Write a 9 pages paper on critical analysis of uncle toms cabin and the escape. Arthur Shelby and his wife are slaveholders. Among their slaves is a hardworking, devoutly Christian slave, Uncle Tom, the acknowledged protagonist of the story. The couple treats the slaves kindly and does not show any ‘unnecessary’ acts of dominance, preferring their unwavering loyalty instead.
However, because of financial trouble, Shelby is forced to sell Uncle Tom to an obnoxious, inhuman slave trader by the name of Haley. Haley’s character in the story epitomizes the ‘Cruel Slave-Owner’. His coarse manners, his justification of the harsh treatment meted out to the slaves. and his complete lack of sensitivity to their sentiments are all designed to repel the readers and give them a vivid image of the perpetrators of slavery. Uncle Tom, though heartbroken at the separation, luckily finds another kindly owner in Mr. St. Clare and his daughter, the angelic Eva. The beginning of the story, therefore, is not as harsh and cruel as one would expect of a novel on slavery.

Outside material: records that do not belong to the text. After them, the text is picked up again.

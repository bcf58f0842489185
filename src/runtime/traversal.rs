//! Traversal of one top-level action and its branch subtree.
//!
//! Each action moves through
//! `Pending → Evaluating → {Skipped | Executing} → {Succeeded | Failed} → Branching → Done`.
//! A subtree is always walked sequentially: an action's selected branch list
//! runs in declared order, each child's own subtree completing before the
//! next sibling starts. The walk uses an explicit stack so nesting depth
//! never grows the call stack.

use std::time::Instant;

use chrono::Utc;
use tracing::{debug, info, warn};

use crate::{
    BeaconflowError, Result, bof,
    common::{ParamValue, Parameters},
    runtime::{ActionResult, ErrorKind, ExecutionContext, SkippedAction},
    workflow::{
        Workflow, condition,
        edge::Branch,
        node::{ActionId, ActionNode, ActionState},
        template,
    },
};

/// How a top-level action ended, plus what its subtree skipped.
#[derive(Debug, Clone)]
pub(crate) struct TreeOutcome {
    /// name of the top-level action
    pub name: String,
    /// `Skipped`, `Succeeded` or `Failed`
    pub state: ActionState,
    pub error: Option<String>,
    /// the top-level action has children in the branch its outcome selected
    pub has_branch: bool,
    /// skipped actions in visit order
    pub skipped: Vec<SkippedAction>,
}

impl TreeOutcome {
    /// A failed top-level action with no `on_failure` list fails the run.
    pub fn is_unabsorbed_failure(&self) -> bool {
        self.state == ActionState::Failed && !self.has_branch
    }
}

/// Walks the subtree under `root`, recording results into `slot`.
pub(crate) async fn run_tree(
    ctx: &ExecutionContext,
    workflow: &Workflow,
    root: ActionId,
    slot: usize,
) -> TreeOutcome {
    let mut outcome = TreeOutcome {
        name: workflow.get(root).map(|n| n.name.clone()).unwrap_or_default(),
        state: ActionState::Pending,
        error: None,
        has_branch: false,
        skipped: Vec::new(),
    };

    let mut stack = vec![root];
    while let Some(id) = stack.pop() {
        let Some(node) = workflow.get(id) else {
            continue;
        };

        let (state, error) = step(ctx, node, slot).await;
        if state == ActionState::Skipped {
            outcome.skipped.push(SkippedAction {
                name: node.name.clone(),
                error: error.clone(),
            });
        }

        let branch = match state {
            ActionState::Succeeded => Branch::OnSuccess,
            _ => Branch::OnFailure,
        };
        let children = workflow.children(id, branch);
        debug!(action = %node.name, state = %ActionState::Branching, branch = %branch, children = children.len());

        if id == root {
            outcome.state = state;
            outcome.error = error;
            outcome.has_branch = !children.is_empty();
        }

        stack.extend(children.into_iter().rev());
        debug!(action = %node.name, state = %ActionState::Done);
    }

    outcome
}

/// Evaluates and, when eligible, executes one action. Returns its terminal
/// state and the error message, if any.
async fn step(
    ctx: &ExecutionContext,
    node: &ActionNode,
    slot: usize,
) -> (ActionState, Option<String>) {
    debug!(action = %node.name, state = %ActionState::Evaluating, conditions = node.conditions.len());

    match condition::evaluate_all(&node.conditions, ctx) {
        Ok(true) => {}
        Ok(false) => {
            debug!(action = %node.name, state = %ActionState::Skipped, "conditions not met");
            return (ActionState::Skipped, None);
        }
        Err(e) => {
            warn!(action = %node.name, state = %ActionState::Skipped, error = %e, "condition rejected");
            return (ActionState::Skipped, Some(e.to_string()));
        }
    }

    let result = execute(ctx, node).await;
    let state = if result.success { ActionState::Succeeded } else { ActionState::Failed };
    let error = result.error.clone();

    ctx.record(slot, result);
    (state, error)
}

async fn execute(
    ctx: &ExecutionContext,
    node: &ActionNode,
) -> ActionResult {
    let start_time = Utc::now();
    let clock = Instant::now();
    let timeout = node.timeout.unwrap_or(ctx.default_timeout());

    info!(action = %node.name, kind = %node.action_type, state = %ActionState::Executing, timeout_secs = timeout.as_secs_f64());

    let parameters = match assemble_parameters(ctx, node) {
        Ok(parameters) => parameters,
        Err((kind, e)) => {
            warn!(action = %node.name, error = %e, "parameter assembly failed");
            return finish(node, start_time, clock, false, String::new(), Some((kind, e)));
        }
    };

    // Dropping the call future on elapse cancels the in-flight request.
    let call = ctx.client().execute_action(ctx.beacon_id(), &node.action_type, &parameters);
    let result = match tokio::time::timeout(timeout, call).await {
        Ok(Ok(remote)) if remote.success => finish(node, start_time, clock, true, remote.output, None),
        Ok(Ok(remote)) => {
            let e = BeaconflowError::RemoteCall("remote task reported failure".to_string());
            finish(node, start_time, clock, false, remote.output, Some((ErrorKind::Remote, e)))
        }
        Ok(Err(e)) => {
            let e = match e {
                BeaconflowError::RemoteCall(_) => e,
                other => BeaconflowError::RemoteCall(other.to_string()),
            };
            finish(node, start_time, clock, false, String::new(), Some((ErrorKind::Remote, e)))
        }
        Err(_) => {
            warn!(action = %node.name, timeout_secs = timeout.as_secs_f64(), "action timed out, call cancelled");
            finish(node, start_time, clock, false, String::new(), Some((ErrorKind::Timeout, BeaconflowError::Timeout(timeout))))
        }
    };

    if result.success {
        info!(action = %node.name, state = %ActionState::Succeeded, duration_ms = result.duration.as_millis() as u64);
    } else {
        info!(action = %node.name, state = %ActionState::Failed, duration_ms = result.duration.as_millis() as u64, error = result.error.as_deref().unwrap_or_default());
    }

    result
}

/// Resolves templates and packs BOF argument lists into byte buffers.
fn assemble_parameters(
    ctx: &ExecutionContext,
    node: &ActionNode,
) -> std::result::Result<Parameters, (ErrorKind, BeaconflowError)> {
    let mut parameters = Parameters::new();

    for (key, value) in &node.parameters {
        let value = template::resolve_value(ctx, value).map_err(|e| (ErrorKind::Template, e))?;
        let value = match value {
            ParamValue::Args(args) => {
                let packed: Result<Vec<u8>> = bof::pack(&args);
                ParamValue::Bytes(packed.map_err(|e| (ErrorKind::Packing, e))?)
            }
            other => other,
        };
        parameters.insert(key.clone(), value);
    }

    Ok(parameters)
}

fn finish(
    node: &ActionNode,
    start_time: chrono::DateTime<Utc>,
    clock: Instant,
    success: bool,
    output: String,
    error: Option<(ErrorKind, BeaconflowError)>,
) -> ActionResult {
    let (error_kind, error) = match error {
        Some((kind, e)) => (Some(kind), Some(e.to_string())),
        None => (None, None),
    };

    ActionResult {
        name: node.name.clone(),
        action_type: node.action_type.clone(),
        start_time,
        end_time: Utc::now(),
        duration: clock.elapsed(),
        success,
        output,
        error,
        error_kind,
    }
}
//! Condition evaluation against earlier action results.

use std::str::FromStr;

use regex::Regex;
use serde::{Deserialize, Serialize};

use crate::{BeaconflowError, Result, model::ConditionModel, runtime::ExecutionContext, workflow::template};

/// Comparison operator
#[derive(Serialize, Deserialize, Debug, Clone, Copy, PartialEq, Eq, strum::AsRefStr, strum::EnumString, strum::Display)]
#[serde(rename_all = "snake_case")]
#[strum(serialize_all = "snake_case", ascii_case_insensitive)]
pub enum Operator {
    #[strum(to_string = "equals", serialize = "eq", serialize = "==")]
    Equals,
    #[strum(to_string = "not_equals", serialize = "ne", serialize = "!=")]
    NotEquals,
    Contains,
    NotContains,
    StartsWith,
    EndsWith,
    /// regular expression match
    Matches,
    // for number
    #[strum(to_string = "gt", serialize = ">")]
    Gt,
    #[strum(to_string = "lt", serialize = "<")]
    Lt,
    #[strum(to_string = "ge", serialize = ">=")]
    Ge,
    #[strum(to_string = "le", serialize = "<=")]
    Le,
}

impl Operator {
    pub fn parse(operator: &str) -> Result<Self> {
        Operator::from_str(operator.trim()).map_err(|_| BeaconflowError::InvalidCondition(format!("unknown operator '{}'", operator)))
    }

    fn is_numeric(self) -> bool {
        matches!(self, Operator::Gt | Operator::Lt | Operator::Ge | Operator::Le)
    }
}

/// Evaluate one condition.
///
/// A source that does not resolve (the referenced action has not produced a
/// result) evaluates to `false`. An unknown operator, an invalid pattern or a
/// non-numeric expected value for a numeric operator is `InvalidCondition`.
pub fn evaluate(
    condition: &ConditionModel,
    ctx: &ExecutionContext,
) -> Result<bool> {
    let matcher = Matcher::compile(condition)?;
    Ok(matcher.holds(&condition.source, ctx))
}

/// AND-combine a list of conditions; an empty list is eligible.
///
/// Every condition is checked for validity before any is evaluated, so an
/// invalid condition is reported even when an earlier one is false.
pub fn evaluate_all(
    conditions: &[ConditionModel],
    ctx: &ExecutionContext,
) -> Result<bool> {
    let matchers = conditions.iter().map(Matcher::compile).collect::<Result<Vec<_>>>()?;

    Ok(conditions.iter().zip(&matchers).all(|(condition, matcher)| matcher.holds(&condition.source, ctx)))
}

/// An operator bound to its validated expected value.
enum Matcher<'a> {
    Text(Operator, &'a str),
    Number(Operator, f64),
    Pattern(Regex),
}

impl<'a> Matcher<'a> {
    fn compile(condition: &'a ConditionModel) -> Result<Self> {
        Self::new(Operator::parse(&condition.operator)?, &condition.value)
    }

    /// Unresolved sources never hold.
    fn holds(
        &self,
        source: &str,
        ctx: &ExecutionContext,
    ) -> bool {
        match template::resolve_selector(ctx, source) {
            Some(actual) => self.test(&actual),
            None => false,
        }
    }

    fn new(
        operator: Operator,
        expected: &'a str,
    ) -> Result<Self> {
        if operator.is_numeric() {
            let value = expected
                .trim()
                .parse::<f64>()
                .map_err(|_| BeaconflowError::InvalidCondition(format!("'{}' needs a numeric value, got '{}'", operator, expected)))?;
            return Ok(Matcher::Number(operator, value));
        }
        if operator == Operator::Matches {
            let re = Regex::new(expected).map_err(|e| BeaconflowError::InvalidCondition(format!("invalid pattern '{}': {}", expected, e)))?;
            return Ok(Matcher::Pattern(re));
        }
        Ok(Matcher::Text(operator, expected))
    }

    fn test(
        &self,
        actual: &str,
    ) -> bool {
        match self {
            Matcher::Pattern(re) => re.is_match(actual),
            Matcher::Number(operator, expected) => {
                let Ok(actual) = actual.trim().parse::<f64>() else {
                    return false;
                };
                match operator {
                    Operator::Gt => actual > *expected,
                    Operator::Lt => actual < *expected,
                    Operator::Ge => actual >= *expected,
                    Operator::Le => actual <= *expected,
                    _ => false,
                }
            }
            Matcher::Text(operator, expected) => match operator {
                Operator::Equals => eval_equals(actual, expected),
                Operator::NotEquals => !eval_equals(actual, expected),
                Operator::Contains => actual.contains(expected),
                Operator::NotContains => !actual.contains(expected),
                Operator::StartsWith => actual.trim_start().starts_with(expected),
                Operator::EndsWith => actual.trim_end().ends_with(expected),
                _ => false,
            },
        }
    }
}

/// Outputs usually end with a newline, so equality ignores surrounding
/// whitespace; two numbers compare by value (`1.0 == 1`).
fn eval_equals(
    actual: &str,
    expected: &str,
) -> bool {
    let (actual, expected) = (actual.trim(), expected.trim());
    match (actual.parse::<f64>(), expected.parse::<f64>()) {
        (Ok(a), Ok(e)) => a == e,
        _ => actual == expected,
    }
}

#[cfg(test)]
mod tests {
    use super::*;
    use crate::runtime::testing::{context, record};

    fn cond(
        source: &str,
        operator: &str,
        value: &str,
    ) -> ConditionModel {
        ConditionModel {
            source: source.to_string(),
            operator: operator.to_string(),
            value: value.to_string(),
        }
    }

    #[test]
    fn test_operator_aliases() {
        assert_eq!(Operator::parse("equals").unwrap(), Operator::Equals);
        assert_eq!(Operator::parse("==").unwrap(), Operator::Equals);
        assert_eq!(Operator::parse("EQUALS").unwrap(), Operator::Equals);
        assert_eq!(Operator::parse("!=").unwrap(), Operator::NotEquals);
        assert_eq!(Operator::parse("not_contains").unwrap(), Operator::NotContains);
        assert_eq!(Operator::parse(">=").unwrap(), Operator::Ge);
        assert!(matches!(Operator::parse("resembles"), Err(BeaconflowError::InvalidCondition(_))));
    }

    #[test]
    fn test_text_operators() {
        let ctx = context();
        record(&ctx, "whoami", true, "corp\\administrator\n");

        assert!(evaluate(&cond("whoami.output", "equals", "corp\\administrator"), &ctx).unwrap());
        assert!(evaluate(&cond("whoami", "contains", "admin"), &ctx).unwrap());
        assert!(!evaluate(&cond("whoami.output", "not_contains", "admin"), &ctx).unwrap());
        assert!(evaluate(&cond("whoami.output", "starts_with", "corp\\"), &ctx).unwrap());
        assert!(evaluate(&cond("whoami.output", "ends_with", "trator"), &ctx).unwrap());
        assert!(evaluate(&cond("whoami.output", "!=", "guest"), &ctx).unwrap());
        assert!(evaluate(&cond("whoami.output", "matches", r"^corp\\admin\w+"), &ctx).unwrap());
    }

    #[test]
    fn test_success_field() {
        let ctx = context();
        record(&ctx, "upload", false, "");

        assert!(evaluate(&cond("upload.success", "equals", "false"), &ctx).unwrap());
        assert!(!evaluate(&cond("{{#upload.success#}}", "==", "true"), &ctx).unwrap());
    }

    #[test]
    fn test_numeric_operators() {
        let ctx = context();
        record(&ctx, "count", true, " 42\n");

        assert!(evaluate(&cond("count.output", "gt", "41"), &ctx).unwrap());
        assert!(evaluate(&cond("count.output", "<=", "42"), &ctx).unwrap());
        assert!(!evaluate(&cond("count.output", "lt", "10.5"), &ctx).unwrap());
        assert!(evaluate(&cond("count.output", "equals", "42.0"), &ctx).unwrap());

        record(&ctx, "text", true, "n/a");
        assert!(!evaluate(&cond("text.output", "gt", "1"), &ctx).unwrap());
    }

    #[test]
    fn test_unresolved_source_is_false() {
        let ctx = context();
        assert!(!evaluate(&cond("never_ran.output", "equals", ""), &ctx).unwrap());
        assert!(!evaluate(&cond("never_ran.output", "not_equals", "x"), &ctx).unwrap());
    }

    #[test]
    fn test_invalid_conditions() {
        let ctx = context();
        record(&ctx, "a", true, "1");

        assert!(matches!(evaluate(&cond("a", "about", "1"), &ctx), Err(BeaconflowError::InvalidCondition(_))));
        assert!(matches!(evaluate(&cond("a", "gt", "many"), &ctx), Err(BeaconflowError::InvalidCondition(_))));
        assert!(matches!(evaluate(&cond("a", "matches", "("), &ctx), Err(BeaconflowError::InvalidCondition(_))));
    }

    #[test]
    fn test_evaluate_all() {
        let ctx = context();
        record(&ctx, "a", true, "yes");

        assert!(evaluate_all(&[], &ctx).unwrap());
        assert!(evaluate_all(&[cond("a", "equals", "yes"), cond("a.success", "equals", "true")], &ctx).unwrap());
        assert!(!evaluate_all(&[cond("a", "equals", "no"), cond("a.success", "equals", "true")], &ctx).unwrap());

        // the invalid second condition is reported although the first is false
        let err = evaluate_all(&[cond("a", "equals", "no"), cond("a", "bogus", "x")], &ctx).unwrap_err();
        assert!(matches!(err, BeaconflowError::InvalidCondition(_)));
    }

    #[test]
    fn test_evaluate_all_agrees_with_evaluate() {
        let ctx = context();
        record(&ctx, "ps", true, "lsass.exe\nexplorer.exe");

        let conditions = [
            cond("ps", "contains", "lsass"),
            cond("ps.output", "matches", r"explorer\.exe"),
            cond("ps.success", "==", "true"),
            cond("ps", "starts_with", "svchost"),
            cond("missing", "not_equals", "x"),
        ];
        for condition in &conditions {
            let single = evaluate(condition, &ctx).unwrap();
            assert_eq!(evaluate_all(std::slice::from_ref(condition), &ctx).unwrap(), single, "{:?}", condition);
        }
        assert!(evaluate_all(&conditions[..3], &ctx).unwrap());
        assert!(!evaluate_all(&conditions, &ctx).unwrap());
    }
}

However, this first, seemingly placid part of the book does not seek to justify the practice of slavery or to prove that it was alright to have slaves as long as their owners took care of them. On the contrary, Stowe strives to show the reader that even under the best of conditions, i.e. with a loving master and mistress, reasonably comfortable accommodation, and being raised with education, slavery was an oppressive practice and destroyed the lives of several innocent God-fearing men and women. This is more apparent when one considers the characters of the Shelbys a little more brutally. Under their veneer of gentle kindliness lie the traits of hypocrisy and weakness.
Arthur Shelby, although unwittingly, is responsible for unleashing the chain of events which ultimately lead to the cruel demise of Uncle Tom. Had Shelby and his wife been a tad stronger in the face of Haley, who he dislikes instinctively and kept their promise of freeing Uncle Tom, he (Uncle Tom) could possibly have had a happier ending.